Breaking: BoC leaves policy rate unchanged, reduces weekly asset purchases to C$2 billion

The Bank of Canada (BoC) announced on Wednesday that it left its key rate unchanged at 0.25% following the July policy meeting as expected. However, the BoC decided to reduce the target of weekly net asset purchases of the government of Canada bonds to C$2 billion from C$3 billion.

Market reaction

The USD/CAD pair dropped to a daily low of 1.2434 with the initial reaction but managed to stage a rebound. As of writing, the pair was down 0.15% on the day at 1.2494.

Key takeaways from policy statement as summarized by Reuters

"QE adjustment reflects continued progress towards recovery and the bank’s increased confidence in the strength of the Canadian economic outlook."

"Governing Council judges that the Canadian economy still has considerable excess capacity and that the recovery continues to require extraordinary monetary policy support."

"Recent spread of new COVID-19 variants is a growing concern, especially for regions where vaccinations rates remain low."

"The factors pushing up inflation are transitory, but their persistence and magnitude are uncertain and will be monitored closely."

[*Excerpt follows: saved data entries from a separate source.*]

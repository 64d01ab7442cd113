use std::path::PathBuf;
use thiserror::Error;

/// All errors produced by the hostel client crates.
///
/// Every variant renders as a message that can be shown to an operator as-is;
/// callers that only need the text use `to_string()`.
#[derive(Error, Debug)]
pub enum HostelError {
    /// Bad credentials, rejected signup, or an invalid refresh token.
    #[error("{0}")]
    Auth(String),

    /// An operation needed a session but nobody is signed in.
    #[error("Not signed in")]
    NoSession,

    /// The session was cleared (logout or forced logout) while the operation
    /// was in flight.
    #[error("Session ended while the request was in flight")]
    SessionEnded,

    /// A call exceeded its fixed time budget.
    #[error("Request timed out after {secs}s")]
    Timeout { secs: u64 },

    /// The transport failed before a response arrived.
    #[error("Network error: {0}")]
    Network(String),

    /// The server answered with a non-2xx status.
    #[error("{message}")]
    Http { status: u16, message: String },

    /// The backend reported `success: false` inside its response envelope.
    #[error("{0}")]
    Api(String),

    /// A response arrived but did not carry what the contract promised.
    #[error("Invalid response: {0}")]
    InvalidResponse(String),

    /// A JSON document could not be parsed.
    #[error("Failed to parse JSON: {0}")]
    JsonParse(#[from] serde_json::Error),

    /// Input rejected before it was sent.
    #[error("Validation failed: {0}")]
    Validation(String),

    /// The realtime change feed failed.
    #[error("Realtime error: {0}")]
    Realtime(String),

    /// A configuration value is missing or invalid.
    #[error("Configuration error: {0}")]
    Config(String),

    /// A persisted file could not be read or written.
    #[error("Failed to access {path}: {source}")]
    FileAccess {
        path: PathBuf,
        #[source]
        source: std::io::Error,
    },

    /// Pass-through for any raw I/O error that does not carry a path.
    #[error(transparent)]
    Io(#[from] std::io::Error),

    /// Catch-all for errors from third-party crates via `anyhow`.
    #[error(transparent)]
    Other(#[from] anyhow::Error),
}

impl HostelError {
    /// Build an [`HostelError::Http`] from a status and an optional server
    /// message, falling back to the generic status text.
    pub fn http(status: u16, server_message: Option<String>) -> Self {
        let message = server_message
            .filter(|m| !m.trim().is_empty())
            .unwrap_or_else(|| format!("HTTP error! status: {status}"));
        HostelError::Http { status, message }
    }

    /// `true` for failures worth re-attempting unchanged: timeouts and
    /// transport errors. Server answers are never transient.
    pub fn is_transient(&self) -> bool {
        matches!(self, HostelError::Timeout { .. } | HostelError::Network(_))
    }
}

/// Convenience alias used throughout the hostel crates.
pub type Result<T> = std::result::Result<T, HostelError>;

#[cfg(test)]
mod tests {
    use super::*;

    #[test]
    fn test_error_display_auth_is_verbatim() {
        let err = HostelError::Auth("Invalid credentials".to_string());
        assert_eq!(err.to_string(), "Invalid credentials");
    }

    #[test]
    fn test_error_display_timeout() {
        let err = HostelError::Timeout { secs: 10 };
        assert_eq!(err.to_string(), "Request timed out after 10s");
    }

    #[test]
    fn test_http_uses_server_message_when_present() {
        let err = HostelError::http(422, Some("room is full".to_string()));
        assert_eq!(err.to_string(), "room is full");
    }

    #[test]
    fn test_http_falls_back_to_status_message() {
        assert_eq!(
            HostelError::http(503, None).to_string(),
            "HTTP error! status: 503"
        );
        assert_eq!(
            HostelError::http(500, Some("  ".to_string())).to_string(),
            "HTTP error! status: 500"
        );
    }

    #[test]
    fn test_transient_classification() {
        assert!(HostelError::Timeout { secs: 8 }.is_transient());
        assert!(HostelError::Network("reset".to_string()).is_transient());
        assert!(!HostelError::http(500, None).is_transient());
        assert!(!HostelError::Auth("nope".to_string()).is_transient());
        assert!(!HostelError::NoSession.is_transient());
    }

    #[test]
    fn test_error_display_file_access() {
        let err = HostelError::FileAccess {
            path: PathBuf::from("/tmp/session.json"),
            source: std::io::Error::new(std::io::ErrorKind::PermissionDenied, "denied"),
        };
        let msg = err.to_string();
        assert!(msg.contains("/tmp/session.json"));
        assert!(msg.contains("denied"));
    }

    #[test]
    fn test_error_from_serde_json() {
        let json_err = serde_json::from_str::<serde_json::Value>("{invalid}").unwrap_err();
        let err: HostelError = json_err.into();
        assert!(err.to_string().contains("Failed to parse JSON"));
    }
}
//! Background task behind [`SessionManager::schedule_proactive_refresh`].
//!
//! The task watches the auth state. For every session it sees it arms one
//! timer from [`RefreshPolicy::plan`]; a session change re-plans, and a
//! cleared session ends the task. It holds only a weak reference so it never
//! keeps the manager alive.
//!
//! [`SessionManager::schedule_proactive_refresh`]: crate::session_manager::SessionManager::schedule_proactive_refresh

use std::sync::Weak;
use std::time::Duration;

use tokio::sync::watch;

use crate::policy::{RefreshPlan, RefreshPolicy};
use crate::session_manager::{AuthState, SessionManager};

pub(crate) async fn run(
    manager: Weak<SessionManager>,
    mut state: watch::Receiver<AuthState>,
    policy: RefreshPolicy,
) {
    let mut just_refreshed = false;

    loop {
        let (expires_at, generation) = {
            let current = state.borrow_and_update();
            match &current.session {
                Some(session) => (session.expires_at, current.generation),
                None => {
                    tracing::debug!("no session; proactive refresh stopped");
                    return;
                }
            }
        };

        let Some(now) = manager.upgrade().map(|m| m.clock().now()) else {
            return;
        };
        let delay = match policy.plan(expires_at, now) {
            RefreshPlan::Immediate if just_refreshed => policy.min_interval,
            RefreshPlan::Immediate => Duration::ZERO,
            RefreshPlan::After(delay) => delay,
        };
        tracing::debug!(delay_secs = delay.as_secs(), "proactive refresh armed");

        tokio::select! {
            changed = state.changed() => {
                if changed.is_err() {
                    return;
                }
                just_refreshed = false;
                continue;
            }
            _ = tokio::time::sleep(delay) => {}
        }

        let Some(strong) = manager.upgrade() else {
            return;
        };
        match strong.refresh_from(generation).await {
            Ok(_) => just_refreshed = true,
            Err(e) => {
                tracing::debug!(error = %e, "proactive refresh did not complete");
                just_refreshed = false;
            }
        }
    }
}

"Q3 growth should pick up strongly after H1 fell short of projections, inflation will likely stay at or above 3% for rest of 2021."

"Economic slack will be absorbed some time in H2 2022, unchanged from April MPR."

"Downside risks associated with pandemic have significantly diminished but achieving a full and inclusive recovery will take time."

"BoC projects 2021 Canada GDP +6.0% vs +6.5% in April MPR, 2022 +4.6% (vs +3.7%) and 2023 +3.3% (vs +3.2%)."

"2021 Q1 annualized GDP was +5.6% (vs +7.0% in April MPR), Q2 annualized GDP seen +2.0% (vs +3.5%), q3 annualized GDP seen +7.3%."

"Projections show level of real GDP will be about 0.75% higher by the end of both 2022 and 2023 compared to April MPR forecast."

"As effects of temporary factors fade later in 2021 and in 2022, inflation will ease to about 2%; it will then rise temporarily to modestly above 2% in 2023 before returning toward the target in 2024."

"Overall Canada 2022 inflation seen at 2.4% vs 1.9% in April MPR, in 2023 seen at 2.2% (vs 2.3%)."

"Economic recovery expected to become more broad-based and self-sustaining over the projection horizon; says significant labor market slack currently remains."

"Housing activity is anticipated to remain higher than it was before pandemic; rebalancing of supply and demand will lead to moderation in house price growth over the projection horizon."

"Potential output growth seen averaging about 1.8% per year over 2021-23, up 0.2 percentage points from April MPR."

"Strong growth in foreign demand and higher commodity prices should contribute to a solid pickup in exports and business investment."